Probiotics and commensal intestinal microbes suppress mammalian cytokine production and intestinal inflammation in various experimental model systems. Limited information exists regarding potential mechanisms of probiotic-mediated immunomodulation in vivo. In this report, we demonstrate that specific probiotic strains of Lactobacillus reuteri suppress intestinal inflammation in a trinitrobenzene sulfonic acid (TNBS)-induced mouse colitis model. Only strains that possess the hdc gene cluster, including the histidine decarboxylase and histidine-histamine antiporter genes, can suppress colitis and mucosal cytokine (interleukin-6 [IL-6] and IL-1β in the colon) gene expression. Suppression of acute colitis in mice was documented by diminished weight loss, colonic injury, serum amyloid A (SAA) protein concentrations, and reduced uptake of [(18)F]fluorodeoxyglucose ([(18)F]FDG) in the colon by positron emission tomography (PET).

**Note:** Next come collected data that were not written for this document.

//! Certificate records over the record store
//!
//! Decides whether a domain needs a new certificate, can reuse one that
//! already exists somewhere in the cluster, or is already covered.
//! Issuance runs on detached tasks that own the domain's lock.

use std::future::Future;
use std::sync::Arc;
use thiserror::Error;
use tokio::task::JoinHandle;
use tokio_util::task::TaskTracker;
use tracing::{debug, error, info, trace};

use certpilot_common::labels::DOMAIN;
use certpilot_common::{Domain, ObjectKey};

use crate::authority::CertificateAuthority;
use crate::codec;
use crate::locks::{DomainLockGuard, DomainLockRegistry};
use crate::store::{LabelSelector, ObjectMeta, RecordStore, Secret, SecretType, StoreError};

/// Errors surfaced synchronously by the repository
#[derive(Debug, Error)]
pub enum RepositoryError {
    #[error("store error: {0}")]
    Store(#[from] StoreError),
}

/// Result of [`CertificateRepository::provision_if_absent`]
#[derive(Debug)]
pub enum ProvisionOutcome {
    /// A record already exists at the target key
    AlreadyExists,
    /// A valid certificate for the domain already lives in the target namespace
    ReusedInNamespace,
    /// A valid certificate from another namespace was copied to the target key
    Copied,
    /// Another operation holds the domain's lock
    Busy,
    /// Issuance was started in the background
    Issuing(JoinHandle<()>),
}

impl ProvisionOutcome {
    pub fn is_issuing(&self) -> bool {
        matches!(self, ProvisionOutcome::Issuing(_))
    }
}

/// Certificate persistence, reuse and background issuance
pub struct CertificateRepository {
    store: Arc<dyn RecordStore>,
    authority: Arc<dyn CertificateAuthority>,
    locks: Arc<DomainLockRegistry>,
    tasks: TaskTracker,
}

impl CertificateRepository {
    pub fn new(
        store: Arc<dyn RecordStore>,
        authority: Arc<dyn CertificateAuthority>,
        locks: Arc<DomainLockRegistry>,
    ) -> Self {
        Self {
            store,
            authority,
            locks,
            tasks: TaskTracker::new(),
        }
    }

    pub fn store(&self) -> &Arc<dyn RecordStore> {
        &self.store
    }

    pub fn authority(&self) -> &Arc<dyn CertificateAuthority> {
        &self.authority
    }

    pub fn locks(&self) -> &Arc<DomainLockRegistry> {
        &self.locks
    }

    /// First managed TLS record annotated for `domain` whose certificate
    /// validates for it.
    ///
    /// A failed listing is logged and treated as no candidates.
    pub async fn find_reusable(&self, domain: &Domain) -> Option<Secret> {
        let candidates = match self.store.list(&LabelSelector::managed()).await {
            Ok(secrets) => secrets,
            Err(e) => {
                error!(domain = %domain, error = %e, "Failed to list existing TLS records");
                return None;
            }
        };

        for secret in candidates {
            trace!(key = %secret.key(), "Considering existing TLS record");
            if secret.type_ != SecretType::Tls {
                continue;
            }
            if secret.annotation(DOMAIN) != Some(domain.as_str()) {
                continue;
            }

            match codec::decode(&secret) {
                Ok(cert) if cert.verify_hostname(domain.as_str()) => {
                    debug!(domain = %domain, key = %secret.key(), "Found reusable TLS record");
                    return Some(secret);
                }
                Ok(_) => {
                    debug!(
                        domain = %domain,
                        key = %secret.key(),
                        "Annotated certificate does not cover domain"
                    );
                }
                Err(e) => {
                    error!(key = %secret.key(), error = %e, "Failed to parse stored certificate");
                }
            }
        }

        None
    }

    /// Make sure a certificate for `domain` exists at `namespace/name`
    pub async fn provision_if_absent(
        &self,
        domain: &Domain,
        namespace: &str,
        name: &str,
    ) -> Result<ProvisionOutcome, RepositoryError> {
        let key = ObjectKey::new(namespace, name);
        match self.store.get(&key).await {
            Ok(_) => {
                trace!(key = %key, "TLS record already exists");
                return Ok(ProvisionOutcome::AlreadyExists);
            }
            Err(e) if e.is_not_found() => {}
            Err(e) => {
                error!(key = %key, error = %e, "Failed to read TLS record");
                return Err(e.into());
            }
        }

        if let Some(existing) = self.find_reusable(domain).await {
            if existing.namespace() == namespace {
                debug!(
                    domain = %domain,
                    existing = %existing.key(),
                    "Valid TLS record already present in namespace"
                );
                return Ok(ProvisionOutcome::ReusedInNamespace);
            }

            self.copy_record(&existing, domain, namespace, name).await?;
            return Ok(ProvisionOutcome::Copied);
        }

        let Some(guard) = self.locks.try_acquire(domain) else {
            debug!(domain = %domain, "Certificate operation already in flight");
            return Ok(ProvisionOutcome::Busy);
        };

        let handle = self.spawn_issue(guard, namespace.to_string(), name.to_string());
        Ok(ProvisionOutcome::Issuing(handle))
    }

    /// Overwrite the record at `namespace/name` with `secret`
    pub async fn update_record(
        &self,
        namespace: &str,
        name: &str,
        mut secret: Secret,
    ) -> Result<Secret, RepositoryError> {
        secret.metadata.namespace = namespace.to_string();
        secret.metadata.name = name.to_string();
        secret.metadata.resource_version = None;
        Ok(self.store.update(secret).await?)
    }

    /// Run `future` as a tracked background task
    pub fn spawn<F>(&self, future: F) -> JoinHandle<F::Output>
    where
        F: Future + Send + 'static,
        F::Output: Send + 'static,
    {
        self.tasks.spawn(future)
    }

    /// Number of background tasks still running
    pub fn background_tasks(&self) -> usize {
        self.tasks.len()
    }

    /// Wait until every background task spawned so far has finished
    pub async fn wait_for_background_tasks(&self) {
        self.tasks.close();
        self.tasks.wait().await;
        self.tasks.reopen();
    }

    async fn copy_record(
        &self,
        source: &Secret,
        domain: &Domain,
        namespace: &str,
        name: &str,
    ) -> Result<(), RepositoryError> {
        debug!(
            domain = %domain,
            source = %source.key(),
            namespace = %namespace,
            name = %name,
            "Copying existing TLS record"
        );

        let copy = Secret {
            metadata: ObjectMeta {
                namespace: namespace.to_string(),
                name: name.to_string(),
                labels: codec::managed_labels(),
                annotations: codec::domain_annotations(domain),
                resource_version: None,
            },
            type_: source.type_.clone(),
            data: source.data.clone(),
        };

        match self.store.create(copy).await {
            Ok(_) => {
                info!(
                    domain = %domain,
                    source = %source.key(),
                    namespace = %namespace,
                    name = %name,
                    "Copied TLS record"
                );
                Ok(())
            }
            Err(e) if e.is_already_exists() => {
                debug!(namespace = %namespace, name = %name, "TLS record appeared concurrently");
                Ok(())
            }
            Err(e) => {
                error!(namespace = %namespace, name = %name, error = %e, "Failed to copy TLS record");
                Err(e.into())
            }
        }
    }

    fn spawn_issue(&self, guard: DomainLockGuard, namespace: String, name: String) -> JoinHandle<()> {
        let store = Arc::clone(&self.store);
        let authority = Arc::clone(&self.authority);

        self.tasks.spawn(async move {
            let domain = guard.domain().clone();
            info!(domain = %domain, namespace = %namespace, name = %name, "Requesting certificate");

            let issued = match authority.obtain_certificate(&domain).await {
                Ok(issued) => issued,
                Err(e) => {
                    error!(domain = %domain, error = %e, "Failed to obtain certificate");
                    return;
                }
            };

            let secret = codec::encode(&issued, &domain, &namespace, &name);
            match store.create(secret).await {
                Ok(_) => info!(
                    domain = %domain,
                    namespace = %namespace,
                    name = %name,
                    expires = %issued.not_after,
                    "TLS record created"
                ),
                Err(e) => error!(
                    domain = %domain,
                    namespace = %namespace,
                    name = %name,
                    error = %e,
                    "Failed to create TLS record"
                ),
            }

            drop(guard);
        })
    }
}

impl std::fmt::Debug for CertificateRepository {
    fn fmt(&self, f: &mut std::fmt::Formatter<'_>) -> std::fmt::Result {
        f.debug_struct("CertificateRepository")
            .field("in_flight", &self.locks.in_flight())
            .field("background_tasks", &self.tasks.len())
            .finish()
    }
}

The ability of probiotic L. reuteri to suppress colitis depends on the presence of a bacterial histidine decarboxylase gene(s) in the intestinal microbiome, consumption of a histidine-containing diet, and signaling via the histamine H2 receptor (H2R). Collectively, luminal conversion of l-histidine to histamine by hdc(+) L. reuteri activates H2R, and H2R signaling results in suppression of acute inflammation within the mouse colon.